- **Supplied material**

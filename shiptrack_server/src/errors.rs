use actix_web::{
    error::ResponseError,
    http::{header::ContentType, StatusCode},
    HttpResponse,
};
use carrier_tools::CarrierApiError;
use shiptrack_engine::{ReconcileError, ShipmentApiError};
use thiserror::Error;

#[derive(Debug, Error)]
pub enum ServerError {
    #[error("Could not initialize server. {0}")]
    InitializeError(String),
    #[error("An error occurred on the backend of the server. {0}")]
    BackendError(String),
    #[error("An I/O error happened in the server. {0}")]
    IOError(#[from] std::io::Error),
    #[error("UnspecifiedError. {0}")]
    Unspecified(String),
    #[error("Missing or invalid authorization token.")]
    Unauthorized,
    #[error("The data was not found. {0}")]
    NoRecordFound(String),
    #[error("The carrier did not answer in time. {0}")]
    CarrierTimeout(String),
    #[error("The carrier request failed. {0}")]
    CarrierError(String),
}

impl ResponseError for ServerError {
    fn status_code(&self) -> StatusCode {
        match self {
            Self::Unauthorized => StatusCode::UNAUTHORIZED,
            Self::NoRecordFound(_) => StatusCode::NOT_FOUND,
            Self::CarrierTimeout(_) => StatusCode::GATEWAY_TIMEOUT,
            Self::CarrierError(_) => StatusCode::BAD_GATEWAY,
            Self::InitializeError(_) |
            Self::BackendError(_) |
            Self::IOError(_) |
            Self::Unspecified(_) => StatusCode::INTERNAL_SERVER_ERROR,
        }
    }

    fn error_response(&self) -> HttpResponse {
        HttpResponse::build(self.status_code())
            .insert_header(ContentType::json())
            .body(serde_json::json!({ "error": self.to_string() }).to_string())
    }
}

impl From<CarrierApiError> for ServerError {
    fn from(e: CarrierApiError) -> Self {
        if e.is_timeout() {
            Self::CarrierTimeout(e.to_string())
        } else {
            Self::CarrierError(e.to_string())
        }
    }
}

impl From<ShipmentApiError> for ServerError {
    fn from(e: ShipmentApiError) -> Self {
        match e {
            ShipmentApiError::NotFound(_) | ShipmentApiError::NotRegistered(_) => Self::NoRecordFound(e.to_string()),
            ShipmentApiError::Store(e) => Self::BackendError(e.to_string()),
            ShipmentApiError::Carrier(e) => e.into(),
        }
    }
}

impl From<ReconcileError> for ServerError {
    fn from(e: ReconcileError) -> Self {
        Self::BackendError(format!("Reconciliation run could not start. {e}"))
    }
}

* * *

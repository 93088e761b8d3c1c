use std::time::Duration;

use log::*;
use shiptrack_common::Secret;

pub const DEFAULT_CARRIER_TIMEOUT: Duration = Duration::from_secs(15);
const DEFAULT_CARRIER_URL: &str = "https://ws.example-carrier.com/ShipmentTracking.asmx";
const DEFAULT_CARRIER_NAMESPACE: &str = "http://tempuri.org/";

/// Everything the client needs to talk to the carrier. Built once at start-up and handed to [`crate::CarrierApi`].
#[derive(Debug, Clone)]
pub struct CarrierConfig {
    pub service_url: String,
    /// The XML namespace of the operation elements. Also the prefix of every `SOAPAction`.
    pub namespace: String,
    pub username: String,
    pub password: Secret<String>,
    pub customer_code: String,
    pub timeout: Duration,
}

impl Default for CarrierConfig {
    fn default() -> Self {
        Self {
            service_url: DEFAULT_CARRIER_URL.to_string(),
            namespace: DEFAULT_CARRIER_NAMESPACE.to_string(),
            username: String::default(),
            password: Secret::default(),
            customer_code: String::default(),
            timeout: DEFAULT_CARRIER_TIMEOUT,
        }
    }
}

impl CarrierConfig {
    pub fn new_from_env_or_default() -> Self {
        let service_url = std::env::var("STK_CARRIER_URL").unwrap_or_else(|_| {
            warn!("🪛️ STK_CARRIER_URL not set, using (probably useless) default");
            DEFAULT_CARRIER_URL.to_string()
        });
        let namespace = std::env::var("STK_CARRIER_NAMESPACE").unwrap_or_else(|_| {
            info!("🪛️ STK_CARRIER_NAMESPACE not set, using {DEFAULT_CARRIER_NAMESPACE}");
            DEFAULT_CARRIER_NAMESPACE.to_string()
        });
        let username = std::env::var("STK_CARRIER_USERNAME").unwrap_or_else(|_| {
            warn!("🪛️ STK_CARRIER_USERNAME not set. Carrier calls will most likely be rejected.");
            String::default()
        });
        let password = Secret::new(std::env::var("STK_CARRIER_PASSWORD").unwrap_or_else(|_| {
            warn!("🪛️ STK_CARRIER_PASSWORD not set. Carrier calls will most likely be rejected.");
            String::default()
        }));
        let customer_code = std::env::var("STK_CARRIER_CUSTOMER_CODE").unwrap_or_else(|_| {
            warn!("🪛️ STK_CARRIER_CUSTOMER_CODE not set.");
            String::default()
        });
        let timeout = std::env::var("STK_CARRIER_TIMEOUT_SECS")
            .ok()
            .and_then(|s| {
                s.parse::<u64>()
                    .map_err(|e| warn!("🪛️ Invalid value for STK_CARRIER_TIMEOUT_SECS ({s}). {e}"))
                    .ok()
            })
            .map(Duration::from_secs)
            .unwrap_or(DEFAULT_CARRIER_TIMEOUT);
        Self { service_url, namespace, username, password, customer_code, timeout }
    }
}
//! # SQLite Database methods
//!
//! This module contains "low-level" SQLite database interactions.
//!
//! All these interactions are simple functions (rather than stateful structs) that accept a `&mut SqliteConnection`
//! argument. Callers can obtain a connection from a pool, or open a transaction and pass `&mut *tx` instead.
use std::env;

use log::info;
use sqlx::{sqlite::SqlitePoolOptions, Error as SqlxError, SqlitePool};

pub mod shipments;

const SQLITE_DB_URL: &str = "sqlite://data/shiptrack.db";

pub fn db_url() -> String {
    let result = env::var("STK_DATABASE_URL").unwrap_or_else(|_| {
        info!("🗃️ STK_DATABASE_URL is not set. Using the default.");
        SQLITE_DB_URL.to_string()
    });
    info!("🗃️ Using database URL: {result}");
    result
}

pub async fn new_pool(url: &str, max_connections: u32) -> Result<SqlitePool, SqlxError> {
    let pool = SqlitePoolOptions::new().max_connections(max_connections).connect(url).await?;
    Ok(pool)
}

- **Problem statement**
The listing above holds a line with "filename shiptrack_server/src/errors.rs" and a line with "carrier request failed.". Print the stretch from the first through the second, exactly and alone.

- **Exercise response**
filename shiptrack_server/src/errors.rs
use actix_web::{
    error::ResponseError,
    http::{header::ContentType, StatusCode},
    HttpResponse,
};
use carrier_tools::CarrierApiError;
use shiptrack_engine::{ReconcileError, ShipmentApiError};
use thiserror::Error;

#[derive(Debug, Error)]
pub enum ServerError {
    #[error("Could not initialize server. {0}")]
    InitializeError(String),
    #[error("An error occurred on the backend of the server. {0}")]
    BackendError(String),
    #[error("An I/O error happened in the server. {0}")]
    IOError(#[from] std::io::Error),
    #[error("UnspecifiedError. {0}")]
    Unspecified(String),
    #[error("Missing or invalid authorization token.")]
    Unauthorized,
    #[error("The data was not found. {0}")]
    NoRecordFound(String),
    #[error("The carrier did not answer in time. {0}")]
    CarrierTimeout(String),
    #[error("The carrier request failed. {0}")]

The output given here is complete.